Tom Mugridge – Himmel
Jared Louche – Chemlab, Prude

Eub-Astra
Musical signalling from A and Z via patio lighting

Z*qhygoem & Alistair Strachan use instruments, lights and electrical devices to make sounds. They both have a long history of making music, Al in particular has played with 3 of your 5 favourite local acts. Possibly all of them.

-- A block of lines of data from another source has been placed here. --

//! # Hearing Participants
//!
//! Roster entries for a hearing: role assignment, attendance confirmation,
//! live presence, and the attendance classification computed at conclusion.

use chrono::{DateTime, Utc};
use serde::{Deserialize, Serialize};
use uuid::Uuid;

// ── Roles ──────────────────────────────────────────────────────────────

/// The role a participant holds within one hearing.
///
/// Roles are fixed once the hearing starts. The floor-control gate in
/// [`crate::speaker`] matches exhaustively over this enum, so adding a role
/// forces a review of every gating rule.
#[derive(Debug, Clone, Copy, PartialEq, Eq, Hash, Serialize, Deserialize)]
pub enum ParticipantRole {
    /// Runs the session: controls the floor, asks questions, concludes.
    Moderator,
    /// The party that raised the dispute.
    Raiser,
    /// The party the dispute was raised against.
    Defendant,
    /// Gives testimony when the floor permits.
    Witness,
    /// May watch but never posts content.
    Observer,
}

impl ParticipantRole {
    /// All roles as a slice.
    pub fn all() -> &'static [ParticipantRole] {
        &[
            Self::Moderator,
            Self::Raiser,
            Self::Defendant,
            Self::Witness,
            Self::Observer,
        ]
    }

    /// The canonical string name of this role.
    pub fn as_str(&self) -> &'static str {
        match self {
            Self::Moderator => "MODERATOR",
            Self::Raiser => "RAISER",
            Self::Defendant => "DEFENDANT",
            Self::Witness => "WITNESS",
            Self::Observer => "OBSERVER",
        }
    }
}

impl std::fmt::Display for ParticipantRole {
    fn fmt(&self, f: &mut std::fmt::Formatter<'_>) -> std::fmt::Result {
        write!(f, "{}", self.as_str())
    }
}

// ── Attendance classification ──────────────────────────────────────────

/// Per-participant attendance verdict, assigned when the hearing concludes.
#[derive(Debug, Clone, Copy, PartialEq, Eq, Hash, Serialize, Deserialize)]
pub enum AttendanceStatus {
    /// Joined at or before the session start.
    OnTime,
    /// Joined within the lateness threshold after start.
    Late,
    /// Joined beyond the lateness threshold.
    VeryLate,
    /// Never joined, or was online for less than the required fraction.
    NoShow,
    /// The hearing never reached `IN_PROGRESS`.
    NotStarted,
}

impl AttendanceStatus {
    /// The canonical string name of this classification.
    pub fn as_str(&self) -> &'static str {
        match self {
            Self::OnTime => "ON_TIME",
            Self::Late => "LATE",
            Self::VeryLate => "VERY_LATE",
            Self::NoShow => "NO_SHOW",
            Self::NotStarted => "NOT_STARTED",
        }
    }
}

impl std::fmt::Display for AttendanceStatus {
    fn fmt(&self, f: &mut std::fmt::Formatter<'_>) -> std::fmt::Result {
        write!(f, "{}", self.as_str())
    }
}

// ── Participant ────────────────────────────────────────────────────────

/// A roster entry on one hearing.
///
/// Presence fields (`online`, `joined_at`, `last_seen_at`,
/// `total_online_minutes`) are maintained by the hearing aggregate while the
/// session is live; `attendance` is written exactly once at conclusion.
#[derive(Debug, Clone, PartialEq, Serialize, Deserialize)]
pub struct Participant {
    /// The user this entry belongs to.
    pub user_id: Uuid,
    /// Role within the hearing.
    pub role: ParticipantRole,
    /// Whether the participant confirmed they will attend.
    pub confirmed: bool,
    /// When attendance was confirmed.
    pub confirmed_at: Option<DateTime<Utc>>,
    /// Whether the participant is currently in the session room.
    pub online: bool,
    /// First join timestamp, if the participant ever joined.
    pub joined_at: Option<DateTime<Utc>>,
    /// Last presence change timestamp.
    pub last_seen_at: Option<DateTime<Utc>>,
    /// Accumulated online time across paired join/leave intervals.
    pub total_online_minutes: i64,
    /// Attendance verdict, set when the hearing concludes.
    pub attendance: Option<AttendanceStatus>,
}

impl Participant {
    /// Create a fresh roster entry with no presence history.
    pub fn new(user_id: Uuid, role: ParticipantRole) -> Self {
        Self {
            user_id,
            role,
            confirmed: false,
            confirmed_at: None,
            online: false,
            joined_at: None,
            last_seen_at: None,
            total_online_minutes: 0,
            attendance: None,
        }
    }
}
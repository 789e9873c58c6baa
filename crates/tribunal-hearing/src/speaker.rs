//! # Floor Control
//!
//! The speaker-control gate decides, for the hearing's current floor setting
//! and a participant's role, whether that participant may post content right
//! now. The gate is a pure exhaustive match; there is no string comparison
//! anywhere in the admission path.
//!
//! A floor change may open a short *grace window* during which the previous
//! setting's permissions still apply, so a message composed under the old
//! rule is not rejected a moment after the floor moves. The window is
//! server-enforced and bounded; server-assigned timestamps still order all
//! accepted content.

use chrono::{DateTime, Utc};
use serde::{Deserialize, Serialize};

use crate::participant::ParticipantRole;

// ── Setting ────────────────────────────────────────────────────────────

/// The floor-control setting of a hearing.
#[derive(Debug, Clone, Copy, PartialEq, Eq, Hash, Serialize, Deserialize)]
pub enum SpeakerControl {
    /// Everyone may post.
    All,
    /// Only the moderator may post.
    ModeratorOnly,
    /// Only the raising party may post.
    RaiserOnly,
    /// Only the defending party may post.
    DefendantOnly,
    /// Nobody may post.
    MutedAll,
}

impl SpeakerControl {
    /// All settings as a slice.
    pub fn all() -> &'static [SpeakerControl] {
        &[
            Self::All,
            Self::ModeratorOnly,
            Self::RaiserOnly,
            Self::DefendantOnly,
            Self::MutedAll,
        ]
    }

    /// The canonical string name of this setting.
    pub fn as_str(&self) -> &'static str {
        match self {
            Self::All => "ALL",
            Self::ModeratorOnly => "MODERATOR_ONLY",
            Self::RaiserOnly => "RAISER_ONLY",
            Self::DefendantOnly => "DEFENDANT_ONLY",
            Self::MutedAll => "MUTED_ALL",
        }
    }
}

impl std::fmt::Display for SpeakerControl {
    fn fmt(&self, f: &mut std::fmt::Formatter<'_>) -> std::fmt::Result {
        write!(f, "{}", self.as_str())
    }
}

// ── Gate ───────────────────────────────────────────────────────────────

/// Whether `role` may post content under `setting`.
///
/// Exclusive settings admit exactly the named role; the moderator regains
/// the floor by changing the setting, not by bypassing it. The match is
/// exhaustive on both axes: adding a role or a setting will not compile
/// until every combination is decided.
pub fn can_speak(setting: SpeakerControl, role: ParticipantRole) -> bool {
    match setting {
        SpeakerControl::All => true,
        SpeakerControl::ModeratorOnly => matches!(role, ParticipantRole::Moderator),
        SpeakerControl::RaiserOnly => matches!(role, ParticipantRole::Raiser),
        SpeakerControl::DefendantOnly => matches!(role, ParticipantRole::Defendant),
        SpeakerControl::MutedAll => false,
    }
}

// ── Grace window ───────────────────────────────────────────────────────

/// A transitional permission window opened by a floor change.
///
/// While active, content admitted under the *previous* setting is still
/// accepted. Expiry is checked against the server clock on every admission.
#[derive(Debug, Clone, Copy, PartialEq, Serialize, Deserialize)]
pub struct GraceWindow {
    /// The setting in force before the change.
    pub previous: SpeakerControl,
    /// When the window closes.
    pub expires_at: DateTime<Utc>,
}

impl GraceWindow {
    /// Whether the window is still open at `now`.
    pub fn is_active(&self, now: DateTime<Utc>) -> bool {
        now < self.expires_at
    }
}

/// Gate check honoring an optional grace window.
///
/// Accepts when the current setting admits the role, or when an active
/// window's previous setting would have admitted it.
pub fn can_speak_with_grace(
    setting: SpeakerControl,
    grace: Option<&GraceWindow>,
    role: ParticipantRole,
    now: DateTime<Utc>,
) -> bool {
    if can_speak(setting, role) {
        return true;
    }
    match grace {
        Some(window) if window.is_active(now) => can_speak(window.previous, role),
        _ => false,
    }
}

/// The floor setting that hands the target of a moderator question the floor.
///
/// Witnesses are questioned under an open floor; the main parties get an
/// exclusive setting so the answer is not talked over. Moderators and
/// observers are not valid question targets.
pub fn control_for_target(role: ParticipantRole) -> Option<SpeakerControl> {
    match role {
        ParticipantRole::Raiser => Some(SpeakerControl::RaiserOnly),
        ParticipantRole::Defendant => Some(SpeakerControl::DefendantOnly),
        ParticipantRole::Witness => Some(SpeakerControl::All),
        ParticipantRole::Moderator | ParticipantRole::Observer => None,
    }
}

Thursday 1st March 2018 | 8pm – 10.30pm | £5
@ The Green Door Store
Undercroft, Brighton Train Station, BN1 4FQ Brighton

It’s supposed to go the other way!

February 2018
Green Door Store

LeCabLe

LeCabLe

So LeCabLe are set up at the back, they have a long trestle table full to overflowing with gear, a couple of synthesisers, a pedal steel, big old cassette player 4 track thing, pedal steel guitar and more delay pedals than you can shake several sticks at. So Daniel Dickel gets us started with a slow Carpenter synth booming across the room while Paul does indeed get to shake his sticks at the steel guitar. After this unfolds for a while we get another sequence stepping a bit more lightly across the room while Paul layers thin ambiences through it, the occasional thunder roll, or thin digital squeal, or one of the delays bounces something around. The cassette slowly washes this out while Paul works on some more improvvy sounding clicks and scrapes and the synths get muddled up in there, sloshing and whishing about. They end up on some fast detuned bubbling sequence that reminds me of that track on Dark Side of the Moon, with some voices and that’s it.


Blister Pack

Blister Pack

Blister Pack are reduced to a two piece as drummer Graham has cracked some ribs, so in front of a slideshow of him, they have their synths racked up. They start loud as hell with a blast of HNW, full throttle that does briefly manage to get even louder. There are some subtleties in there but by and large it manages to alienate a number of folk straight off to the bar. After a few minutes this unpleasantness eases off into a pretty tonal modulating wall of synth which clears slowly before a beat emerges from the gloom. Which in turn winds down to a synth pattern, radio noises, odd sounds, electronic hums and finally whispers out. In many ways it’s a completely reversed set starting as it does with the climax, but it’s an interesting idea and the second half of their set is certainly the most interesting with some nice exposed circuit boards being jabbed with sweaty fingers and right peculiar sounds and devices being moved around.


Jo Thomas

Jo Thomas

Jo Thomas finishes off the evening, she has a rolling distorted film, that may be a loop or the view out of a bus window in the country. She has on her table a clear box electronic noise machine that occupies her attention for the first half of her set, big old fashioned rotary knobs on the top, while she croaks into a head mic. The machine buzzes, modulates, glitches digital ducks and clanks at us. There are pretty evil low beating bumps and reckless alien swoops. It gets into a gabba pumping beat interspersed with some tones that get right into my tinnitus, before it swoops away somewhere else. There are some empty lumpy rhythms, and machine scrapers, with steam driven motors. For the final section she brings her laptop on, which provides some extra-dimensional qualities. Odd boops, and digitally frayed elements, which morph into shimmered digital sheets of rotary saw atmospherics, organ train specialities and finally a massive drone off between the different layers.